:: Your instructions ::
Your reply should hold only the lines from the records below where "seen" occurs.

▼

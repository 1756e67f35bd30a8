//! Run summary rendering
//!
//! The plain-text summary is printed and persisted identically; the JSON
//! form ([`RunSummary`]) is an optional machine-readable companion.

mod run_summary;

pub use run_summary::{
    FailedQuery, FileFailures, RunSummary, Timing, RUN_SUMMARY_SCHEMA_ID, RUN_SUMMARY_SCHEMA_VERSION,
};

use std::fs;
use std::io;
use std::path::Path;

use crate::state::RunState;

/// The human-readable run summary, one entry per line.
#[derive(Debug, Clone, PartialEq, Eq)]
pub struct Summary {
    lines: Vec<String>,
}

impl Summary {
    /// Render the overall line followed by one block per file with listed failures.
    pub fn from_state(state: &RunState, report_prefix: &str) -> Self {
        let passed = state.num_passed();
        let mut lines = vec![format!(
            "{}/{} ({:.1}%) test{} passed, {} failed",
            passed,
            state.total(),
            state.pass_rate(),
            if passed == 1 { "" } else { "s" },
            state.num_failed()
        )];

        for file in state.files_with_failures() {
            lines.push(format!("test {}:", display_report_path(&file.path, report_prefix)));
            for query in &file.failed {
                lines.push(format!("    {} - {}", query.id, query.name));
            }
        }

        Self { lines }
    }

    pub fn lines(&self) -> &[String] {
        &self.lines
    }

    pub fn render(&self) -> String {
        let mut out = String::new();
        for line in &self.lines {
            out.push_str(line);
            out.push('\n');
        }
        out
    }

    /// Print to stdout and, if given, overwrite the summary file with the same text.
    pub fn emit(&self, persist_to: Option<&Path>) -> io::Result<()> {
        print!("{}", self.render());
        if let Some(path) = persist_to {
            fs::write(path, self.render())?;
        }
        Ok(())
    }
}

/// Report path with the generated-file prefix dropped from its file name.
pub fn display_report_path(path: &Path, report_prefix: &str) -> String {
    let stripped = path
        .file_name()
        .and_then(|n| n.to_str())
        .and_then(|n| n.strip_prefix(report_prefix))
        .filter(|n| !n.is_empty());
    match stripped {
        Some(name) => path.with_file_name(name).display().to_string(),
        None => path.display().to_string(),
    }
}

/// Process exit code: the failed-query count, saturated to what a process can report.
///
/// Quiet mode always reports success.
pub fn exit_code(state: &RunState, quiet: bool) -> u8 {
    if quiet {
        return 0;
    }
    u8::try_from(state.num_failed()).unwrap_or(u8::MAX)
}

▲
▼

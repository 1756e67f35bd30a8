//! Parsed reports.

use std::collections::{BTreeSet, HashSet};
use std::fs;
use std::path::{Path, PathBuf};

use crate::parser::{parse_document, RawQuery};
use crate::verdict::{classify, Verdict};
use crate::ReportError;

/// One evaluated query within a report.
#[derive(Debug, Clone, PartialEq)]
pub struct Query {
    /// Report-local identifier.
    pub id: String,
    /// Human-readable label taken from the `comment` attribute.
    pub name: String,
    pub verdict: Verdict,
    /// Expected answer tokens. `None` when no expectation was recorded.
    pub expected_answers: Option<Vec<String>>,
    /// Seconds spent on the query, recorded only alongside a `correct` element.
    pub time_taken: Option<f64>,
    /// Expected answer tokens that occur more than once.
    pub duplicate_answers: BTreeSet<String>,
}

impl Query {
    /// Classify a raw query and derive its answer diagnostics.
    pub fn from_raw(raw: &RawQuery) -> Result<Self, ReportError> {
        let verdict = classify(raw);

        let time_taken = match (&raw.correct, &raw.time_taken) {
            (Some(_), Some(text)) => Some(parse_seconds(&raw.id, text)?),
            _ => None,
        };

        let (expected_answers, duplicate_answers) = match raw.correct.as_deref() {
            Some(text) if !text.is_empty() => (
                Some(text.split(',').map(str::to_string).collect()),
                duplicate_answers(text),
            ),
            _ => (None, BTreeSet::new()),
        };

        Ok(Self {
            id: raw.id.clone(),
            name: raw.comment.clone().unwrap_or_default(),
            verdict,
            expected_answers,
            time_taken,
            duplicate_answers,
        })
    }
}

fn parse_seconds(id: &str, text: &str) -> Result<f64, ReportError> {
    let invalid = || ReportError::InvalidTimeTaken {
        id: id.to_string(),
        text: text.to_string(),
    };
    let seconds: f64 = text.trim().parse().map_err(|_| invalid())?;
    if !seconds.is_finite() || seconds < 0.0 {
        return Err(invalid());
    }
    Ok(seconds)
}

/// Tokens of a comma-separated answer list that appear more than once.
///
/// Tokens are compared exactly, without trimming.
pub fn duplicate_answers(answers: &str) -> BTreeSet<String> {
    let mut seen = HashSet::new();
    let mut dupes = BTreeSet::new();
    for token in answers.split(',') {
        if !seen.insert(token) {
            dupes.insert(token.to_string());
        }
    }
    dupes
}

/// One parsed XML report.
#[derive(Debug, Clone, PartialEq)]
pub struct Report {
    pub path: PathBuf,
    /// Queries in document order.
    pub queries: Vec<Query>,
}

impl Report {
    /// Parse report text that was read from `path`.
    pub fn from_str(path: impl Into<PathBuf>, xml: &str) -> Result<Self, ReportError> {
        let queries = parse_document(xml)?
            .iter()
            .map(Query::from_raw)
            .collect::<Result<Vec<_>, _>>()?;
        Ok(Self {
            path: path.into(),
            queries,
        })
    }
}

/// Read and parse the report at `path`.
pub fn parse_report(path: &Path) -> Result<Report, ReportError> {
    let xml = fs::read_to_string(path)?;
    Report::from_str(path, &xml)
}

▲

:: Your solution ::
    let mut seen = HashSet::new();
        if !seen.insert(token) {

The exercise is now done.